Est-ce une méconnaissance des procédures ? Une volonté de visibilité personnelle ? Une confusion entre missions humanitaires et mandat institutionnel ? Ou simplement une erreur d’appréciation, comme on en commet parfois lorsque l’on confond l’urgence sociale réelle avec l’urgence sanitaire, qui relève exclusivement des autorités compétentes ?
L’épisode interroge, et pas qu’un peu, sur la compréhension qu’ont certains acteurs publics de leurs prérogatives.
Car une telle sortie ne serait qu’une maladresse isolée si elle ne touchait pas à un domaine particulier : la santé publique, un champ où les mots pèsent plus lourds que les actes. Dans un pays où le souvenir des confinements, des rumeurs, des peurs et des fractures sociales liées au COVID-19 reste vivace, la diffusion d’informations non vérifiées fragilise la confiance déjà fragile entre la population et les institutions.
La conséquence immédiate est bien connue :
- propagation de rumeurs incontrôlées ;
- regain de méfiance envers les autorités ;
- crispation inutile face à une situation maîtrisée ;
- perte d’efficacité des messages officiels, noyés dans le vacarme de la désinformation.
À l’heure où les réseaux sociaux transforment la moindre vidéo en brèche potentielle dans l’édifice institutionnel, chaque prise de parole hors cadre devient un risque national. La crise sanitaire mondiale aurait dû nous l’apprendre définitivement.
Au-delà du cas Yaba, cette affaire démontre bien l’incapacité de certains responsables à respecter la chaîne de commande et les protocoles de communication, un symptôme déjà observé lors du procès de la “Young Team”, où l’on avait vu à quel point l’improvisation pouvait devenir un mode de gouvernance.
Il serait peut-être temps de rappeler que la santé publique ne souffre ni l’improvisation, ni les effets de communication, et que le devoir de responsabilité prime sur l’envie individuelle d’apparaître.
L’incident du « nouveau variant » n’est pas seulement une erreur de communication ; il constitue un rappel salutaire de l’importance d’une information sanitaire rigoureuse, hiérarchisée et maîtrisée. À l’heure où la confiance entre gouvernants et gouvernés est un capital fragile, la République ne peut s’offrir le luxe de laisser proliférer des annonces approximatives dans un domaine aussi sensible.
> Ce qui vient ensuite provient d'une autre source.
//! Uptime Dashboard - client for a service-uptime monitoring backend
//!
//! Holds the session token, talks to the backend's JSON API, aggregates
//! statistics and drives the headless views that the terminal front end renders.

pub mod api;
pub mod auth;
pub mod config;
pub mod error;
pub mod events;
pub mod forms;
pub mod io;
pub mod models;
pub mod render;
pub mod session;
pub mod stats;
pub mod views;

pub use api::ServiceApiClient;
pub use auth::AuthClient;
pub use config::{load_config, Config};
pub use error::{DashboardError, Result};
pub use events::{DashboardEvent, EventBus};
pub use session::Session;

use std::sync::Arc;
use std::time::Duration;

use tokio::sync::broadcast::error::RecvError;
use tokio::time::MissedTickBehavior;
use tokio_util::sync::CancellationToken;

use crate::io::{HttpClient, ReqwestHttpClient};
use crate::session::{FileTokenStore, TokenStore};
use crate::views::{ServiceListView, StatsCardsView};

/// Wires the clients together from a [`Config`]
pub struct DashboardBuilder {
    config: Config,
    http: Option<Arc<dyn HttpClient>>,
    store: Option<Arc<dyn TokenStore>>,
    events: Option<EventBus>,
}

impl DashboardBuilder {
    pub fn new(config: Config) -> Self {
        Self {
            config,
            http: None,
            store: None,
            events: None,
        }
    }

    pub fn with_http_client(mut self, http: Arc<dyn HttpClient>) -> Self {
        self.http = Some(http);
        self
    }

    pub fn with_token_store(mut self, store: Arc<dyn TokenStore>) -> Self {
        self.store = Some(store);
        self
    }

    pub fn with_event_bus(mut self, events: EventBus) -> Self {
        self.events = Some(events);
        self
    }

    pub fn build(self) -> Dashboard {
        let http = self
            .http
            .unwrap_or_else(|| Arc::new(ReqwestHttpClient::new()));
        let store = self
            .store
            .unwrap_or_else(|| Arc::new(FileTokenStore::new(&self.config.storage.token_dir)));
        let events = self.events.unwrap_or_default();
        let session = Session::new(store);

        tracing::debug!("Building dashboard for {}", self.config.api.base_url);

        let auth = Arc::new(AuthClient::new(
            self.config.api.base_url.clone(),
            Arc::clone(&http),
            session.clone(),
        ));
        let api = Arc::new(ServiceApiClient::new(
            self.config.api.base_url.clone(),
            http,
            session,
            events,
        ));

        Dashboard {
            config: self.config,
            auth,
            api,
        }
    }
}

/// The assembled clients sharing one session and one event bus
#[derive(Debug)]
pub struct Dashboard {
    config: Config,
    auth: Arc<AuthClient>,
    api: Arc<ServiceApiClient>,
}

impl Dashboard {
    pub fn config(&self) -> &Config {
        &self.config
    }

    pub fn auth(&self) -> Arc<AuthClient> {
        Arc::clone(&self.auth)
    }

    pub fn api(&self) -> Arc<ServiceApiClient> {
        Arc::clone(&self.api)
    }

    pub fn events(&self) -> &EventBus {
        self.api.events()
    }

    pub fn poll_interval(&self) -> Duration {
        Duration::from_secs(self.config.dashboard.chart_poll_interval_seconds.max(1))
    }

    /// Live summary and service table
    ///
    /// Both views load once, then refetch on bus events and on every poll
    /// interval. `on_render` runs after each change. Returns when `cancel`
    /// fires or the session expires.
    pub async fn watch<F>(&self, cancel: CancellationToken, on_render: F)
    where
        F: FnMut(&StatsCardsView, &ServiceListView),
    {
        self.watch_every(self.poll_interval(), cancel, on_render).await
    }

    async fn watch_every<F>(&self, period: Duration, cancel: CancellationToken, mut on_render: F)
    where
        F: FnMut(&StatsCardsView, &ServiceListView),
    {
        let mut events = self.events().subscribe();
        let mut cards = StatsCardsView::new(self.api());
        let mut list = ServiceListView::new(self.api());

        cards.load().await;
        list.load().await;
        on_render(&cards, &list);

        // the first tick is one period out; events never reset it
        let mut ticker = tokio::time::interval_at(tokio::time::Instant::now() + period, period);
        ticker.set_missed_tick_behavior(MissedTickBehavior::Delay);

        loop {
            tokio::select! {
                received = events.recv() => {
                    match received {
                        Ok(DashboardEvent::SessionExpired) => {
                            list.handle_event(&DashboardEvent::SessionExpired).await;
                            on_render(&cards, &list);
                            tracing::info!("Session expired, stopping live view");
                            break;
                        }
                        Ok(event) => {
                            let cards_changed = cards.handle_event(&event).await;
                            let list_changed = list.handle_event(&event).await;
                            if cards_changed || list_changed {
                                on_render(&cards, &list);
                            }
                        }
                        Err(RecvError::Lagged(skipped)) => {
                            tracing::warn!("Live view missed {} events, reloading", skipped);
                            cards.load().await;
                            list.load().await;
                            on_render(&cards, &list);
                        }
                        Err(RecvError::Closed) => break,
                    }
                }
                _ = ticker.tick() => {
                    cards.load().await;
                    list.load().await;
                    on_render(&cards, &list);
                }
                _ = cancel.cancelled() => {
                    tracing::debug!("Live view cancelled");
                    break;
                }
            }
        }
    }
}
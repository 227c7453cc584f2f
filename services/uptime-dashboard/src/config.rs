//! Configuration types for the uptime dashboard

use serde::{Deserialize, Serialize};
use std::path::{Path, PathBuf};

use crate::models::TimeRange;

/// Environment variable overriding the default backend URL
pub const API_URL_ENV: &str = "UPTIME_API_URL";

/// Main configuration structure
#[derive(Debug, Clone, Default, Serialize, Deserialize)]
pub struct Config {
    #[serde(default)]
    pub api: ApiConfig,
    #[serde(default)]
    pub storage: StorageConfig,
    #[serde(default)]
    pub dashboard: DashboardConfig,
}

/// Backend connection
#[derive(Debug, Clone, Serialize, Deserialize)]
pub struct ApiConfig {
    #[serde(default = "default_base_url")]
    pub base_url: String,
}

impl Default for ApiConfig {
    fn default() -> Self {
        Self {
            base_url: default_base_url(),
        }
    }
}

/// Where the session token is kept
#[derive(Debug, Clone, Serialize, Deserialize)]
pub struct StorageConfig {
    #[serde(default = "default_token_dir")]
    pub token_dir: PathBuf,
}

impl Default for StorageConfig {
    fn default() -> Self {
        Self {
            token_dir: default_token_dir(),
        }
    }
}

/// Live view behaviour
#[derive(Debug, Clone, Serialize, Deserialize)]
pub struct DashboardConfig {
    #[serde(default = "default_chart_poll_interval")]
    pub chart_poll_interval_seconds: u64,
    #[serde(default)]
    pub default_range: TimeRange,
}

impl Default for DashboardConfig {
    fn default() -> Self {
        Self {
            chart_poll_interval_seconds: default_chart_poll_interval(),
            default_range: TimeRange::default(),
        }
    }
}

impl Config {
    /// Apply the URL override from the environment when the file left the default
    pub fn apply_env(&mut self, env_url: Option<String>) {
        if let Some(url) = env_url.filter(|u| !u.trim().is_empty()) {
            if self.api.base_url == default_base_url() {
                self.api.base_url = url;
            }
        }
    }
}

fn default_base_url() -> String {
    "http://localhost:8000".to_string()
}

fn default_token_dir() -> PathBuf {
    std::env::var_os("HOME")
        .map(PathBuf::from)
        .unwrap_or_else(|| PathBuf::from("."))
        .join(".uptime-dashboard")
}

fn default_chart_poll_interval() -> u64 {
    60
}

/// Load configuration from a JSON file
pub fn load_config(path: &Path) -> crate::Result<Config> {
    let content = std::fs::read_to_string(path).map_err(|e| {
        crate::DashboardError::Config(format!("Failed to read config file {:?}: {}", path, e))
    })?;
    let config: Config = serde_json::from_str(&content)?;
    Ok(config)
}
Il appartient désormais aux institutions de resserrer les rangs, de renforcer la formation des acteurs publics et, surtout, de rappeler que seul le ministère de la Santé est habilité à informer sur la situation épidémiologique du pays.
Car la santé publique, elle, ne tolère jamais les improvisations, ni les messagers autoproclamés.